* **About this task**
From the data below, return the exact lines starting at the line containing "filename crates/eincasm_io/src/error.rs" and ending at the line containing "JSON, or back.", both included, and nothing else.

Data to examine Start Marker

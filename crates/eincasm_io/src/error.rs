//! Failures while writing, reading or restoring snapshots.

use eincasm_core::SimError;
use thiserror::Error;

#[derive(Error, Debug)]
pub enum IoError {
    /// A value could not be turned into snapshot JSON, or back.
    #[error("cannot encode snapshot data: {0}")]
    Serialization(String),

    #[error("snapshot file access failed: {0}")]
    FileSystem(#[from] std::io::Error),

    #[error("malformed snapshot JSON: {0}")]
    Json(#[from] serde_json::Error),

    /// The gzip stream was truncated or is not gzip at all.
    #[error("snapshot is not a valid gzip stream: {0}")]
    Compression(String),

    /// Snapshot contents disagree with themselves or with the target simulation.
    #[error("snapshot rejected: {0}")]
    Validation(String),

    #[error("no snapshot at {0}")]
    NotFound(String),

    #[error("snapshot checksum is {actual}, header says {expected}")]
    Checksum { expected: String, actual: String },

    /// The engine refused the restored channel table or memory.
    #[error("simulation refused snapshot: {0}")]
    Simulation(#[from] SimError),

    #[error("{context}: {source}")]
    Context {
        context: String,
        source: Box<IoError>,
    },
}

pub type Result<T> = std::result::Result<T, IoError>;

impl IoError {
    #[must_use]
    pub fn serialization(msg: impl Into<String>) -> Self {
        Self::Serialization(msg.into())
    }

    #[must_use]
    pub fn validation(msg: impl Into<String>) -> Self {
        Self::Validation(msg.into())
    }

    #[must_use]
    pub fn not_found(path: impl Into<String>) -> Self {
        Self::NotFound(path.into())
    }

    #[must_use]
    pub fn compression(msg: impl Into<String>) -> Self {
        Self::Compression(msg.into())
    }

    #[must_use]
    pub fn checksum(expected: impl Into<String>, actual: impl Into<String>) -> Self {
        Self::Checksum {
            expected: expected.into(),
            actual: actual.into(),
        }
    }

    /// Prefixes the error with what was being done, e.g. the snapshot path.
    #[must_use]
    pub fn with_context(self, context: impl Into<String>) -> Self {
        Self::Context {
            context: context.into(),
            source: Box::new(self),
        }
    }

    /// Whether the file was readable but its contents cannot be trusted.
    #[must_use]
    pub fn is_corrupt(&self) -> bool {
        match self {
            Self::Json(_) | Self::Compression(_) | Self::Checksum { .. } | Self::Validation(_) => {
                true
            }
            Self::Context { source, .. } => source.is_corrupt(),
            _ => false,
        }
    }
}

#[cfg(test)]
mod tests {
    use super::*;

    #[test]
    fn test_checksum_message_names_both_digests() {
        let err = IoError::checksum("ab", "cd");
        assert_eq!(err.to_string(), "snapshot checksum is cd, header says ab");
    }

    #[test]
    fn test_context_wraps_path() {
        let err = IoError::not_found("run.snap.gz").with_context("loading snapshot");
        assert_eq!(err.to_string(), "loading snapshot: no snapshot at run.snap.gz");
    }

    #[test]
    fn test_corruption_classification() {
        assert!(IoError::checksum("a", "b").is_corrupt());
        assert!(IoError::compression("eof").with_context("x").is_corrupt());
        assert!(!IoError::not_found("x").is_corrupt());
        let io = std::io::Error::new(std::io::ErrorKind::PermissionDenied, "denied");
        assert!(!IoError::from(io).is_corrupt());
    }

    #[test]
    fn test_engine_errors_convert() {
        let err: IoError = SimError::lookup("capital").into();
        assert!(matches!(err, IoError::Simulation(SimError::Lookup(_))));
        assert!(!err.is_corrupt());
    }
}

Data to examine End Marker
Data to examine Start Marker

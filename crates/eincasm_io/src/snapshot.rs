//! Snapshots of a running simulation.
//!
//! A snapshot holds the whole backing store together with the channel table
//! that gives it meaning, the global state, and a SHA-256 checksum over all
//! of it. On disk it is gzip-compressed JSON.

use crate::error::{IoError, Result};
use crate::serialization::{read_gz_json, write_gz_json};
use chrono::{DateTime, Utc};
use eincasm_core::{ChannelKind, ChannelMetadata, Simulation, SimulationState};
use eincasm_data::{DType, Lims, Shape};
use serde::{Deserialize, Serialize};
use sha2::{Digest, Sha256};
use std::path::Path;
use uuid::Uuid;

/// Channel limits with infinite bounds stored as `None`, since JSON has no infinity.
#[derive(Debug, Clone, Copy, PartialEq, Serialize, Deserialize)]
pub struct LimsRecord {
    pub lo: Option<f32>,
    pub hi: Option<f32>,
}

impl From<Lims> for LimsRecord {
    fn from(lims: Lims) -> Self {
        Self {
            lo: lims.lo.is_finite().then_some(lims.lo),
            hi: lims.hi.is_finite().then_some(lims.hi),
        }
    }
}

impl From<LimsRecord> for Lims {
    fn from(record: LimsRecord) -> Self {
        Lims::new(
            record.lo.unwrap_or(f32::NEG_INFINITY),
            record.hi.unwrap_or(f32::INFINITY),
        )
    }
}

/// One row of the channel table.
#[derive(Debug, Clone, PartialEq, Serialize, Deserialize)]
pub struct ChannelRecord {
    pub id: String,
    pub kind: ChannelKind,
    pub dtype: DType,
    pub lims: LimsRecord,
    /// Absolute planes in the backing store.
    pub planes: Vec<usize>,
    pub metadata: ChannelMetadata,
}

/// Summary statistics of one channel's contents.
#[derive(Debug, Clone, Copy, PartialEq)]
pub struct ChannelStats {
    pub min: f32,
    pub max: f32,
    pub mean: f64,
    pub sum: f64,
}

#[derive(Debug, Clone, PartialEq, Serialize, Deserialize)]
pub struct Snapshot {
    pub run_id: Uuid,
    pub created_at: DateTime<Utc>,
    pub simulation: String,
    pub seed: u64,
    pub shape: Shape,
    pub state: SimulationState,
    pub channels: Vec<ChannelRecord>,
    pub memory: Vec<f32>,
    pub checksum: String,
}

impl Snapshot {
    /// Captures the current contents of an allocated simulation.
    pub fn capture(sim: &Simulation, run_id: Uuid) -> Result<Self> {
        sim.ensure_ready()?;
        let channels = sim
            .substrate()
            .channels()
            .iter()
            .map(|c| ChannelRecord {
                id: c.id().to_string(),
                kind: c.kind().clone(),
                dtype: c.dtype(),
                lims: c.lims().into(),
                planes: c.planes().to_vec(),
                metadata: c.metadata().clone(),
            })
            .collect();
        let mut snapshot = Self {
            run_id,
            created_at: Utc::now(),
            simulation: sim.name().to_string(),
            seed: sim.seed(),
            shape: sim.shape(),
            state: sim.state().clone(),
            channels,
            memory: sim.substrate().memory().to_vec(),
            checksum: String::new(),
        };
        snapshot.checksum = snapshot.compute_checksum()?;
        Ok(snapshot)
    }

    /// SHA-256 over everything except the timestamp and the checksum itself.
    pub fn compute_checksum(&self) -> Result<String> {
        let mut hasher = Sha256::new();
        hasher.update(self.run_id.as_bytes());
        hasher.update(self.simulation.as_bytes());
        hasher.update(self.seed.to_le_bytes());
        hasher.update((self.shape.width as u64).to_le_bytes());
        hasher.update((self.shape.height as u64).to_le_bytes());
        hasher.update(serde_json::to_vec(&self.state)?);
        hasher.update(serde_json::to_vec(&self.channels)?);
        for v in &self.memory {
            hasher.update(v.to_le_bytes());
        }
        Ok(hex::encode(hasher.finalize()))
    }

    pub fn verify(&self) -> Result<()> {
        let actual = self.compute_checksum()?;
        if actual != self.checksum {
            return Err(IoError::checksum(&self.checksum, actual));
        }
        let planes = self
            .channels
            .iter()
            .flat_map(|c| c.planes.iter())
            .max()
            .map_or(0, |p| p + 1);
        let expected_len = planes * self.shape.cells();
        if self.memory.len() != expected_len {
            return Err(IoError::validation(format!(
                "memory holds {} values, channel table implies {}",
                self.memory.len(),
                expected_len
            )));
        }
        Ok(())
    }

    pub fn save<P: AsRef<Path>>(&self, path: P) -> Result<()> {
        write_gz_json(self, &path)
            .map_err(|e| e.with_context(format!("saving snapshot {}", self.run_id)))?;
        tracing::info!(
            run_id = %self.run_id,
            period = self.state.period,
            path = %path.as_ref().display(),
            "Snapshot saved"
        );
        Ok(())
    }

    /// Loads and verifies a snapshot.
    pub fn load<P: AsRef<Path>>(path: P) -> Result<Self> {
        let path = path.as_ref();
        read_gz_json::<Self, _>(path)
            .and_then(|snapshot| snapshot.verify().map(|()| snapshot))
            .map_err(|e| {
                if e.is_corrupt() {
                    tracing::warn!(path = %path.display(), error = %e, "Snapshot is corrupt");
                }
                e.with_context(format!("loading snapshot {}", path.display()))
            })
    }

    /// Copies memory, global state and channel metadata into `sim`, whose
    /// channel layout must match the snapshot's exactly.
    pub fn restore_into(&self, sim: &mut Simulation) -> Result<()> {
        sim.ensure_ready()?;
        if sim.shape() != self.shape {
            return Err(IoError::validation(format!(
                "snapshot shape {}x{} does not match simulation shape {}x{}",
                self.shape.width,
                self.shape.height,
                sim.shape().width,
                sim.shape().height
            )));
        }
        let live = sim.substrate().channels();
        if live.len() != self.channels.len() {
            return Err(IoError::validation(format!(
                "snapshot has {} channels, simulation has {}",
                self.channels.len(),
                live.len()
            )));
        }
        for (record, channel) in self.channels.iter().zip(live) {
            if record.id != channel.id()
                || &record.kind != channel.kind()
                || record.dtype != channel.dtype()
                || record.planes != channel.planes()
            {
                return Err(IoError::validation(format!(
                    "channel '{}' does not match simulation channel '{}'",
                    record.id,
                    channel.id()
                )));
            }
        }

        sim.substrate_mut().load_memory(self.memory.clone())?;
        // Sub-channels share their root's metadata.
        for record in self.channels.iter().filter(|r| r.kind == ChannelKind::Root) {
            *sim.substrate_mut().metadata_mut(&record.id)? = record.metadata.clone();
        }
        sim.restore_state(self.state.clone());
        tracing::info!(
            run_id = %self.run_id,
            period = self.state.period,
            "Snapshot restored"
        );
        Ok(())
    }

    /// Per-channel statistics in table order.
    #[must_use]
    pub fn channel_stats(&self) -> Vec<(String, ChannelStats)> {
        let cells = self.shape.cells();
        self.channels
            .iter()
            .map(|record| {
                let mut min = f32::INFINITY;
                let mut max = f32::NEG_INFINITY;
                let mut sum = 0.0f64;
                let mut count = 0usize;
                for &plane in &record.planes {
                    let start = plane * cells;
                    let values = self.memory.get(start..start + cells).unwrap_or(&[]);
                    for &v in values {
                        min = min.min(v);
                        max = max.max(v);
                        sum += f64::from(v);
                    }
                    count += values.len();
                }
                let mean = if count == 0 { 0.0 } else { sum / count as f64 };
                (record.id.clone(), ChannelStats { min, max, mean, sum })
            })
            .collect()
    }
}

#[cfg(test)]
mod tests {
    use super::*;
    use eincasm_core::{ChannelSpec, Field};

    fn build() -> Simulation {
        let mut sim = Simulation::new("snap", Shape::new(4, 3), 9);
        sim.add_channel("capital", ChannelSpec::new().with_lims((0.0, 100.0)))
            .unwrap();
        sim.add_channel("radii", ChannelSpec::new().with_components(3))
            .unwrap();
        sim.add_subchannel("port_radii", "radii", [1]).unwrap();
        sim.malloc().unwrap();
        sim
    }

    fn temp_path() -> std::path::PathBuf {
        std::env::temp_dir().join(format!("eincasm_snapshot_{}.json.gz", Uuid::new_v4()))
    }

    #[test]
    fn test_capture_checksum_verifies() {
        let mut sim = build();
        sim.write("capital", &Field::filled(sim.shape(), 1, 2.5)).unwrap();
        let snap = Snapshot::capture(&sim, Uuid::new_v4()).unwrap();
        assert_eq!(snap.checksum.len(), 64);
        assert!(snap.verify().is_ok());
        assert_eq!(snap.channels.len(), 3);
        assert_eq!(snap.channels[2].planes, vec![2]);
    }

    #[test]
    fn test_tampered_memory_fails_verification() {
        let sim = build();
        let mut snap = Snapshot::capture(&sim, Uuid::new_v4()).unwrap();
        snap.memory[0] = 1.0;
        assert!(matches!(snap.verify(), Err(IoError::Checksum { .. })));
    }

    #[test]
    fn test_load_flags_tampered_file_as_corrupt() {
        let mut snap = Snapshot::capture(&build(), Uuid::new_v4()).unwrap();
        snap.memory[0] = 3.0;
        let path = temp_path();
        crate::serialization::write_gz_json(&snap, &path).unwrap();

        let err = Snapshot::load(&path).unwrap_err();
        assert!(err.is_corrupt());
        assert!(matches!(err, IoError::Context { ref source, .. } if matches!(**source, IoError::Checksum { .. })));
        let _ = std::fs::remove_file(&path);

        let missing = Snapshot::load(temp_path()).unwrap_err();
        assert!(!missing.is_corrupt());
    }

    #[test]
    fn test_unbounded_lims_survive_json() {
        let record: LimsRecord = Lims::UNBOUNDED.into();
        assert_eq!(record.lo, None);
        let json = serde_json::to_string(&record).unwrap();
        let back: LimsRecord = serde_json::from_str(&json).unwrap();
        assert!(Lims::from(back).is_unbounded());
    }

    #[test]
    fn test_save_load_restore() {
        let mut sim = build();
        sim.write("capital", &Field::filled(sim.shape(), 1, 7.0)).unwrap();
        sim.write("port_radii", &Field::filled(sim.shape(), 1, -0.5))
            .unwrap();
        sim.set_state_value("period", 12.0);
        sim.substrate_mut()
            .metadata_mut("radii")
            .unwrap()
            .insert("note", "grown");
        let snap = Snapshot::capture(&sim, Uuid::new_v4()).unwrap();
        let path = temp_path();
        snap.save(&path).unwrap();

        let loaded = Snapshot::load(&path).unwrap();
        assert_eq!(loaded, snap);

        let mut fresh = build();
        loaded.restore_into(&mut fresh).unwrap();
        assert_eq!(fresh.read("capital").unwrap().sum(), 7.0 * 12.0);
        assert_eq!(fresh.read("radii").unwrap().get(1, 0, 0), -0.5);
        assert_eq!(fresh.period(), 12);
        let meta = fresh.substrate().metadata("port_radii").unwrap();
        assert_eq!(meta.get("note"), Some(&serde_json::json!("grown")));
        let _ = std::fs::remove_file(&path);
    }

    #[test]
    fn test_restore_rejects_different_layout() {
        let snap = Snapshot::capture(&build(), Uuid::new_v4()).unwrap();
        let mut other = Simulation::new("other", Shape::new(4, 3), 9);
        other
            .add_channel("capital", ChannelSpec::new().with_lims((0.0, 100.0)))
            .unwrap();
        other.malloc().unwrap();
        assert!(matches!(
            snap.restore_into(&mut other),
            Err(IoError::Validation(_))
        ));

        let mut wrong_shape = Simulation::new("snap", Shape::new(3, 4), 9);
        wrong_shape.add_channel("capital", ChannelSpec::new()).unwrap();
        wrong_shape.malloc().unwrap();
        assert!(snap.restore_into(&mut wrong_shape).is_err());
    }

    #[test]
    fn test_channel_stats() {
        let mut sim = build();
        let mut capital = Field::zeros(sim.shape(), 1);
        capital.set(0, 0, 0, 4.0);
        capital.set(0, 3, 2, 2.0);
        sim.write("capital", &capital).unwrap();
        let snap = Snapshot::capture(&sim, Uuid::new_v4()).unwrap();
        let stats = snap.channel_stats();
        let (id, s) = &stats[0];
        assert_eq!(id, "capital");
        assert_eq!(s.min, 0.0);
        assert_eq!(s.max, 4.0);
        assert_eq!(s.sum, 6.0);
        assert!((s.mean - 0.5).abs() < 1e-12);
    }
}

Data to examine End Marker

* **Written response**
filename crates/eincasm_io/src/error.rs
//! Failures while writing, reading or restoring snapshots.

use eincasm_core::SimError;
use thiserror::Error;

#[derive(Error, Debug)]
pub enum IoError {
    /// A value could not be turned into snapshot JSON, or back.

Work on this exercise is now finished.